Livelli di coincidenza, Campanotto Editore, 2006.

Così, Vito desiderava forse che il contenuto dei suoi tesori fosse cercato nei suoi intrecci, e non dichiarato, volgarmente esposto, e metteva noi suoi lettori, amici poeti, sulla strada di piccole rivelazioni.

Raffinata e generosa la sua scelta, lui, capace di poetare ad ogni altura, vedeva e percepiva le cose prima che gli fossero dette, e con quanta signorilità mi dava consigli, cauti, ma terreni, e giusti, eleganti, poetici, come l’attesa di questa notte:

Otra noche

E proprio la notte attendiamo
l’arrivo della notte,
noi la vogliamo dentro
nel suo nome di solenne buio
per poterla scrutare
e sentire quel suono di nero
che crediamo venuto dalle stelle.

Livelli di coincidenza, Campanotto Editore, 2006.

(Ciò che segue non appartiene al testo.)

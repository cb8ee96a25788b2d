use std::env;
use std::process::Command;
use time::OffsetDateTime;

// Stamps APP_VERSION_DISPLAY / APP_BUILD_YEAR for `--version`
fn main() {
    println!("cargo:rerun-if-env-changed=SOURCE_DATE_EPOCH");
    println!("cargo:rerun-if-env-changed=CARGO_PKG_VERSION");

    // Reproducible builds pin the year through SOURCE_DATE_EPOCH
    let build_year = env::var("SOURCE_DATE_EPOCH")
        .ok()
        .and_then(|raw| raw.parse::<i64>().ok())
        .and_then(|epoch| OffsetDateTime::from_unix_timestamp(epoch).ok())
        .map(|dt| dt.year())
        .unwrap_or_else(|| OffsetDateTime::now_utc().year());
    println!("cargo:rustc-env=APP_BUILD_YEAR={build_year}");

    let version = env::var("CARGO_PKG_VERSION").unwrap_or_else(|_| "0.0.0".to_string());
    let display_version = if env::var("PROFILE").as_deref() == Ok("release") {
        version.clone()
    } else {
        println!("cargo:rerun-if-changed=.git/HEAD");
        println!("cargo:rerun-if-changed=.git/refs/tags");
        if exact_git_tag().as_deref() == Some(format!("v{version}").as_str()) {
            version.clone()
        } else {
            format!("{version}-dev")
        }
    };

    println!("cargo:rustc-env=APP_VERSION_DISPLAY={display_version}");
}

/// Tag pointing exactly at HEAD, if git is available
fn exact_git_tag() -> Option<String> {
    let output = Command::new("git")
        .args(["describe", "--tags", "--exact-match"])
        .output()
        .ok()?;
    if !output.status.success() {
        return None;
    }
    String::from_utf8(output.stdout)
        .ok()
        .map(|tag| tag.trim().to_string())
}
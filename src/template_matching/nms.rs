/// Greedy radius-aware suppression of overlapping matches
use super::types::Match;
use std::cmp::Ordering;

/// Sort candidates by score (highest first) and keep a candidate only if its
/// center is at least `max(own radius, accepted radius)` away from every
/// match accepted before it.
///
/// The sort is stable, so candidates with equal scores keep their input order.
pub fn suppress_overlaps(mut candidates: Vec<Match>) -> Vec<Match> {
    candidates.sort_by(|a, b| b.score.partial_cmp(&a.score).unwrap_or(Ordering::Equal));

    let mut accepted: Vec<Match> = Vec::new();
    for candidate in candidates {
        let overlaps = accepted.iter().any(|kept| {
            let min_separation = candidate.radius.max(kept.radius) as f64;
            candidate.distance_to(kept) < min_separation
        });
        if !overlaps {
            accepted.push(candidate);
        }
    }
    accepted
}

#[cfg(test)]
mod tests {
    use super::*;

    #[test]
    fn test_same_center_keeps_strongest() {
        let weak = Match::new(50, 50, 10, 0.7, 1.0);
        let strong = Match::new(50, 50, 10, 0.9, 1.0);

        let kept = suppress_overlaps(vec![weak, strong]);
        assert_eq!(kept.len(), 1);
        assert_eq!(kept[0].score, 0.9);
    }

    #[test]
    fn test_larger_radius_wins_the_separation() {
        // 12px apart: outside the small radius but inside the big one
        let big = Match::new(0, 0, 20, 0.95, 1.0);
        let small = Match::new(12, 0, 5, 0.90, 0.5);
        let kept = suppress_overlaps(vec![small, big]);
        assert_eq!(kept, vec![big]);
    }

    #[test]
    fn test_distinct_matches_survive_sorted() {
        let a = Match::new(10, 10, 5, 0.8, 1.0);
        let b = Match::new(100, 10, 5, 0.95, 1.0);
        let c = Match::new(10, 100, 5, 0.85, 1.0);

        let kept = suppress_overlaps(vec![a, b, c]);
        let scores: Vec<f32> = kept.iter().map(|m| m.score).collect();
        assert_eq!(scores, vec![0.95, 0.85, 0.8]);
    }

    #[test]
    fn test_exact_radius_distance_is_not_overlap() {
        let a = Match::new(0, 0, 10, 0.9, 1.0);
        let b = Match::new(10, 0, 10, 0.8, 1.0);
        assert_eq!(suppress_overlaps(vec![a, b]).len(), 2);
    }

    #[test]
    fn test_empty_input() {
        assert!(suppress_overlaps(Vec::new()).is_empty());
    }
}
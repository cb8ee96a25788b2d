//! Frame sources feeding the captcha session in arrival order

pub mod directory;

pub use directory::DirectoryFrameSource;

use crate::error::CaptchaResult;
use image::RgbImage;
use std::collections::VecDeque;

#[derive(Debug, Clone)]
pub struct Frame {
    /// Position in the underlying stream (not the count of frames delivered)
    pub index: u64,
    pub image: RgbImage,
}

/// Sequential supplier of frames; `Ok(None)` marks the end of the stream
pub trait FrameSource: Send {
    fn next_frame(&mut self) -> CaptchaResult<Option<Frame>>;
}

/// Frames held in memory, mostly for tests and replaying captured sequences
#[derive(Debug, Default)]
pub struct MemoryFrameSource {
    frames: VecDeque<Frame>,
}

impl MemoryFrameSource {
    pub fn new(images: impl IntoIterator<Item = RgbImage>) -> Self {
        let frames = images
            .into_iter()
            .enumerate()
            .map(|(i, image)| Frame {
                index: i as u64,
                image,
            })
            .collect();
        Self { frames }
    }

    pub fn remaining(&self) -> usize {
        self.frames.len()
    }
}

impl FrameSource for MemoryFrameSource {
    fn next_frame(&mut self) -> CaptchaResult<Option<Frame>> {
        Ok(self.frames.pop_front())
    }
}
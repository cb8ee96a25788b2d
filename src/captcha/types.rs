// Types and enums for the captcha session
use crate::error::CaptchaError;
use crate::names::ResolvedName;
use crate::tracking::TrackedPosition;
use serde::Serialize;
use std::path::PathBuf;

#[derive(Debug, Clone, Copy, PartialEq, Eq, Serialize)]
pub enum SessionState {
    Idle,
    /// Setup phase; entered and left on the frame that showed the banner
    ChallengeDetected,
    Tracking,
}

impl SessionState {
    /// Edges of the session state machine
    pub fn can_transition_to(self, next: SessionState) -> bool {
        matches!(
            (self, next),
            (SessionState::Idle, SessionState::ChallengeDetected)
                | (SessionState::ChallengeDetected, SessionState::Tracking)
                | (SessionState::ChallengeDetected, SessionState::Idle)
                | (SessionState::Tracking, SessionState::Idle)
        )
    }
}

/// Why a challenge was dropped
#[derive(Debug, Clone, PartialEq, Serialize)]
pub enum AbortReason {
    /// OCR text did not resolve to a catalog name
    NoConfidentName { text: String },
    /// The recognizer raised or timed out; handled like `NoConfidentName`
    RecognizerFailure { description: String },
    /// Per-creature template missing or unreadable
    AssetNotFound { path: PathBuf },
    /// Template present but unusable
    InvalidAsset { description: String },
    /// The creature icon was not found on the setup frame
    CreatureNotVisible { name: String },
    /// Caller reset or end of the frame stream
    Reset,
}

impl From<CaptchaError> for AbortReason {
    fn from(error: CaptchaError) -> Self {
        if !error.is_session_abort() {
            log::warn!("⚠️ Unexpected error while setting up a challenge: {error}");
        }
        match error {
            CaptchaError::NoConfidentName { text } => AbortReason::NoConfidentName { text },
            CaptchaError::AssetNotFound { path } => AbortReason::AssetNotFound { path },
            CaptchaError::AssetDecode { path, source } => AbortReason::InvalidAsset {
                description: format!("{}: {source}", path.display()),
            },
            CaptchaError::InvalidTemplate { name, reason } => AbortReason::InvalidAsset {
                description: format!("{name}: {reason}"),
            },
            other if other.is_name_failure() => AbortReason::RecognizerFailure {
                description: other.to_string(),
            },
            // I/O while reading a creature file
            other => AbortReason::InvalidAsset {
                description: other.to_string(),
            },
        }
    }
}

#[derive(Debug, Clone, PartialEq, Serialize)]
pub enum SessionEvent {
    StateChanged(SessionState),
    ChallengeStarted {
        name: ResolvedName,
        seed: TrackedPosition,
    },
    /// Current best click target
    TargetUpdated(TrackedPosition),
    ChallengeAborted {
        reason: AbortReason,
    },
    /// Emitted by the runner after every frame
    FrameProcessed {
        index: u64,
        duration_ms: u128,
    },
}

#[derive(Debug, Clone)]
pub enum SessionCommand {
    /// Drop the active challenge and return to `Idle`
    Reset,
    Shutdown,
}

/// Result of feeding one frame to the session
#[derive(Debug, Clone, PartialEq)]
pub struct FrameOutcome {
    /// State after the frame
    pub state: SessionState,
    /// Click target emitted on this frame, if any
    pub target: Option<TrackedPosition>,
    pub events: Vec<SessionEvent>,
}

impl FrameOutcome {
    pub fn entered(&self, state: SessionState) -> bool {
        self.events
            .iter()
            .any(|e| matches!(e, SessionEvent::StateChanged(s) if *s == state))
    }

    pub fn abort_reason(&self) -> Option<&AbortReason> {
        self.events.iter().find_map(|e| match e {
            SessionEvent::ChallengeAborted { reason } => Some(reason),
            _ => None,
        })
    }
}

#[cfg(test)]
mod tests {
    use super::*;
    use std::time::Duration;

    #[test]
    fn test_abort_reason_from_error() {
        let reason = AbortReason::from(CaptchaError::RecognizerTimeout {
            duration: Duration::from_secs(5),
        });
        assert!(matches!(reason, AbortReason::RecognizerFailure { .. }));

        let reason = AbortReason::from(CaptchaError::NoConfidentName { text: "xyz".into() });
        assert_eq!(reason, AbortReason::NoConfidentName { text: "xyz".into() });

        let io = std::io::Error::new(std::io::ErrorKind::PermissionDenied, "denied");
        let reason = AbortReason::from(CaptchaError::from(io));
        assert!(matches!(reason, AbortReason::InvalidAsset { .. }));
    }
}
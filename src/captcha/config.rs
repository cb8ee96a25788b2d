//! Session configuration

use crate::error::{CaptchaError, CaptchaResult};
use crate::names::{DEFAULT_MAX_DISTANCE, NameSelection};
use crate::ocr::DEFAULT_LANGUAGE;
use crate::preprocess::CenteredCrop;
use crate::template_matching::{MatchConfig, banner_config, creature_config, marker_config};
use serde::Deserialize;
use std::path::Path;
use std::time::Duration;

#[derive(Debug, Clone, PartialEq, Deserialize)]
#[serde(default)]
pub struct SessionConfig {
    /// Challenge banner search on the banner view
    pub banner: MatchConfig,
    /// Per-creature icon search used to seed the tracker
    pub creature: MatchConfig,
    /// Selectable marker search while tracking
    pub marker: MatchConfig,
    /// Top banner score must exceed this to start a challenge
    pub presence_threshold: f32,
    /// Maximum edit distance for a confident name
    pub max_name_distance: usize,
    /// Markers needed on a frame before the tracker re-anchors
    pub min_marker_candidates: usize,
    pub recognizer_timeout_ms: u64,
    pub name_selection: NameSelection,
    /// Resize factor applied to the text view before OCR
    pub ocr_downscale: f32,
    /// Tesseract language code of the overlay text
    pub ocr_language: String,
    /// Challenge overlay crop used by the yellow-text filter
    pub crop: CenteredCrop,
}

impl Default for SessionConfig {
    fn default() -> Self {
        Self {
            banner: banner_config(),
            creature: creature_config(),
            marker: marker_config(),
            presence_threshold: 0.65,
            max_name_distance: DEFAULT_MAX_DISTANCE,
            min_marker_candidates: 2,
            recognizer_timeout_ms: 5000,
            name_selection: NameSelection::default(),
            ocr_downscale: 0.5,
            ocr_language: DEFAULT_LANGUAGE.to_string(),
            crop: CenteredCrop::default(),
        }
    }
}

impl SessionConfig {
    /// Load from JSON; missing fields keep their defaults
    pub fn from_file(path: impl AsRef<Path>) -> CaptchaResult<Self> {
        let path = path.as_ref();
        let content = std::fs::read_to_string(path).map_err(|e| CaptchaError::Config {
            path: path.to_path_buf(),
            description: e.to_string(),
        })?;
        let config: SessionConfig =
            serde_json::from_str(&content).map_err(|e| CaptchaError::Config {
                path: path.to_path_buf(),
                description: e.to_string(),
            })?;
        config.validate().map_err(|description| CaptchaError::Config {
            path: path.to_path_buf(),
            description,
        })?;
        Ok(config)
    }

    pub fn validate(&self) -> Result<(), String> {
        for (label, m) in [("banner", &self.banner), ("creature", &self.creature), ("marker", &self.marker)] {
            if m.scales.is_empty() {
                return Err(format!("{label}: at least one scale is required"));
            }
            if !(-1.0..=1.0).contains(&m.threshold) {
                return Err(format!("{label}: threshold {} outside [-1, 1]", m.threshold));
            }
        }
        if self.ocr_language.trim().is_empty() {
            return Err("ocr_language must not be empty".to_string());
        }
        if !(self.ocr_downscale > 0.0 && self.ocr_downscale <= 1.0) {
            return Err(format!("ocr_downscale {} outside (0, 1]", self.ocr_downscale));
        }
        Ok(())
    }

    pub fn recognizer_timeout(&self) -> Duration {
        Duration::from_millis(self.recognizer_timeout_ms)
    }
}

#[cfg(test)]
mod tests {
    use super::*;
    use crate::ocr::Rect;
    use std::io::Write;

    #[test]
    fn test_defaults() {
        let config = SessionConfig::default();
        assert_eq!(config.presence_threshold, 0.65);
        assert_eq!(config.max_name_distance, 3);
        assert_eq!(config.min_marker_candidates, 2);
        assert_eq!(config.name_selection, NameSelection::BestResolved);
        assert_eq!(config.ocr_language, "por");
        assert!(config.validate().is_ok());
    }

    #[test]
    fn test_from_file_overrides() {
        let mut file = tempfile::NamedTempFile::new().unwrap();
        write!(
            file,
            r#"{{
                "presence_threshold": 0.7,
                "ocr_language": "eng",
                "marker": {{"threshold": 0.75, "scales": [0.5]}},
                "name_selection": {{"region": {{"x": 0, "y": 0, "width": 300, "height": 40}}}}
            }}"#
        )
        .unwrap();

        let config = SessionConfig::from_file(file.path()).unwrap();
        assert_eq!(config.presence_threshold, 0.7);
        assert_eq!(config.ocr_language, "eng");
        assert_eq!(config.marker.scales, vec![0.5]);
        assert_eq!(config.name_selection, NameSelection::Region(Rect::new(0, 0, 300, 40)));
        assert_eq!(config.banner, banner_config());
    }

    #[test]
    fn test_invalid_config_rejected() {
        let mut file = tempfile::NamedTempFile::new().unwrap();
        write!(file, r#"{{"banner": {{"threshold": 0.5, "scales": []}}}}"#).unwrap();
        let err = SessionConfig::from_file(file.path()).unwrap_err();
        assert!(matches!(err, CaptchaError::Config { .. }));

        let err = SessionConfig::from_file("/nonexistent/config.json").unwrap_err();
        assert!(matches!(err, CaptchaError::Config { .. }));
    }
}
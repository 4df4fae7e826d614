//! Log file setup.
//!
//! The terminal belongs to the UI, so logs go to `log_path` only.

use crate::config::{LogFormat, TuiConfig};
use crate::error::TuiError;
use std::fs::OpenOptions;
use std::sync::Mutex;
use tracing_subscriber::{layer::SubscriberExt, util::SubscriberInitExt, EnvFilter};

pub fn init_logging(config: &TuiConfig) -> Result<(), TuiError> {
    let file = OpenOptions::new()
        .create(true)
        .append(true)
        .open(&config.log_path)?;

    let env_filter = match EnvFilter::try_from_default_env() {
        Ok(filter) => filter,
        Err(_) => EnvFilter::try_new(config.log_filter())
            .map_err(|e| TuiError::Logging(format!("invalid log_filter: {}", e)))?,
    };

    let layer = tracing_subscriber::fmt::layer()
        .with_writer(Mutex::new(file))
        .with_ansi(false);
    let registry = tracing_subscriber::registry().with(env_filter);
    let result = match config.log_format {
        LogFormat::Text => registry.with(layer).try_init(),
        LogFormat::Json => registry.with(layer.json()).try_init(),
    };
    result.map_err(|e| TuiError::Logging(e.to_string()))?;

    tracing::info!(
        api_base_url = %config.api_base_url,
        log_path = %config.log_path.display(),
        "Logging initialized"
    );
    Ok(())
}
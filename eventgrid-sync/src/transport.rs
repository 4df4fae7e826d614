//! Transport adapter for the remote event service.
//!
//! Wraps the two remote calls and normalizes every failure into an
//! [`ErrorKind`]. There are no retries at this layer.

use async_trait::async_trait;
use eventgrid_core::{ErrorKind, Event, EventEnvelope, NewEvent};
use reqwest::StatusCode;
use std::time::Duration;

const READ_PATH: &str = "/data";
const WRITE_PATH: &str = "/events";

/// Remote calls the sync controller depends on.
#[async_trait]
pub trait EventTransport: Send + Sync {
    /// Read the whole event collection.
    async fn fetch_collection(&self) -> Result<Vec<Event>, ErrorKind>;

    /// Create an event and return it as stored by the service.
    async fn submit_event(&self, payload: &NewEvent) -> Result<Event, ErrorKind>;
}

#[derive(Debug, thiserror::Error)]
pub enum TransportSetupError {
    #[error("HTTP client error: {0}")]
    Http(#[from] reqwest::Error),
    #[error("Invalid base URL: {0}")]
    InvalidBaseUrl(String),
}

/// HTTP implementation of [`EventTransport`].
#[derive(Clone, Debug)]
pub struct RestTransport {
    client: reqwest::Client,
    base_url: String,
}

impl RestTransport {
    /// Build a transport for `base_url` with a bounded per-request timeout.
    ///
    /// A request exceeding `timeout` fails with [`ErrorKind::Network`].
    pub fn new(base_url: &str, timeout: Duration) -> Result<Self, TransportSetupError> {
        let base_url = base_url.trim().trim_end_matches('/');
        if !(base_url.starts_with("http://") || base_url.starts_with("https://")) {
            return Err(TransportSetupError::InvalidBaseUrl(base_url.to_string()));
        }
        let client = reqwest::Client::builder().timeout(timeout).build()?;
        Ok(Self {
            client,
            base_url: base_url.to_string(),
        })
    }

    pub fn base_url(&self) -> &str {
        &self.base_url
    }

    fn url(&self, path: &str) -> String {
        format!("{}{}", self.base_url, path)
    }

    async fn read_collection(&self, url: &str) -> Result<Vec<Event>, ErrorKind> {
        let response = self.client.get(url).send().await.map_err(network_error)?;
        let status = response.status();
        let body = response.bytes().await.map_err(network_error)?;

        if !status.is_success() {
            return Err(ErrorKind::server(status.as_u16(), error_body(&body, status)));
        }

        EventEnvelope::decode(&body)
    }

    async fn create_event(&self, url: &str, payload: &NewEvent) -> Result<Event, ErrorKind> {
        let response = self
            .client
            .post(url)
            .json(payload)
            .send()
            .await
            .map_err(network_error)?;
        let status = response.status();
        let body = response.bytes().await.map_err(network_error)?;

        if status.is_success() {
            return serde_json::from_slice::<Event>(&body)
                .map_err(|e| ErrorKind::decode(e.to_string()));
        }

        let message = error_body(&body, status);
        if status.is_client_error() {
            Err(ErrorKind::validation(message))
        } else {
            Err(ErrorKind::server(status.as_u16(), message))
        }
    }
}

#[async_trait]
impl EventTransport for RestTransport {
    async fn fetch_collection(&self) -> Result<Vec<Event>, ErrorKind> {
        let url = self.url(READ_PATH);
        let result = self.read_collection(&url).await;
        match &result {
            Ok(events) => tracing::debug!(url = %url, count = events.len(), "fetched events"),
            Err(err) => tracing::warn!(url = %url, error = %err, "event fetch failed"),
        }
        result
    }

    async fn submit_event(&self, payload: &NewEvent) -> Result<Event, ErrorKind> {
        let url = self.url(WRITE_PATH);
        let result = self.create_event(&url, payload).await;
        if let Err(err) = &result {
            tracing::warn!(url = %url, error = %err, "event submit failed");
        }
        result
    }
}

fn network_error(err: reqwest::Error) -> ErrorKind {
    if err.is_timeout() {
        ErrorKind::network(format!("request timed out: {}", err))
    } else {
        ErrorKind::network(err.to_string())
    }
}

/// The response body verbatim, or the status reason when the body is empty.
fn error_body(body: &[u8], status: StatusCode) -> String {
    let text = String::from_utf8_lossy(body);
    if text.trim().is_empty() {
        status
            .canonical_reason()
            .unwrap_or("request failed")
            .to_string()
    } else {
        text.into_owned()
    }
}
//! Add-event popup.

use crate::form::{EventForm, FormField};
use crate::state::App;
use crate::theme::{focus_color, write_status_color};
use crate::views::centered_rect;
use eventgrid_sync::{EventTransport, WriteStatus};
use ratatui::{
    layout::{Constraint, Direction, Layout},
    style::Style,
    text::{Line, Span},
    widgets::{Block, Borders, Clear, Paragraph, Wrap},
    Frame,
};

pub fn render<T: EventTransport + 'static>(f: &mut Frame<'_>, app: &App<T>, form: &EventForm) {
    let area = centered_rect(60, 70, f.size());
    f.render_widget(Clear, area);

    let block = Block::default()
        .title("New Event")
        .borders(Borders::ALL)
        .border_style(Style::default().fg(app.theme.secondary));
    let inner = block.inner(area);
    f.render_widget(block, area);

    let mut constraints: Vec<Constraint> = FormField::ALL.iter().map(|_| Constraint::Length(3)).collect();
    constraints.push(Constraint::Min(0));
    let rows = Layout::default()
        .direction(Direction::Vertical)
        .constraints(constraints)
        .split(inner);

    for (index, field) in FormField::ALL.iter().enumerate() {
        let focused = form.focus == *field;
        let mut spans = vec![Span::raw(form.value(*field))];
        if focused && !form.is_sending() {
            spans.push(Span::raw("_"));
        }
        let input = Paragraph::new(Line::from(spans)).block(
            Block::default()
                .title(field.label())
                .borders(Borders::ALL)
                .border_style(Style::default().fg(focus_color(focused, &app.theme))),
        );
        f.render_widget(input, rows[index]);
    }

    let status_line = match (form.status, &form.error) {
        (_, Some(error)) => Line::from(Span::styled(
            error.as_str(),
            Style::default().fg(app.theme.error),
        )),
        (Some(status), None) => Line::from(Span::styled(
            status_label(status),
            Style::default().fg(write_status_color(status, &app.theme)),
        )),
        (None, None) => Line::from(Span::styled(
            "Enter to add the event",
            Style::default().fg(app.theme.text_dim),
        )),
    };
    let footer = Paragraph::new(status_line).wrap(Wrap { trim: true });
    f.render_widget(footer, rows[FormField::ALL.len()]);
}

fn status_label(status: WriteStatus) -> &'static str {
    match status {
        WriteStatus::Sending => "Sending...",
        WriteStatus::Succeeded => "Added",
        WriteStatus::Failed => "Failed",
    }
}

Leggero, suggeritore di possibilità, mai tonante, dotato di maestrali metafore.
Mi diceva di impegnarmi, di dare qualcosa in più alla letteratura, e attendeva che la mia vita raggiungesse la maturità delle parole, si uniformasse ad esse, così da guarirmi da una residua scissione, una vanità di bambina.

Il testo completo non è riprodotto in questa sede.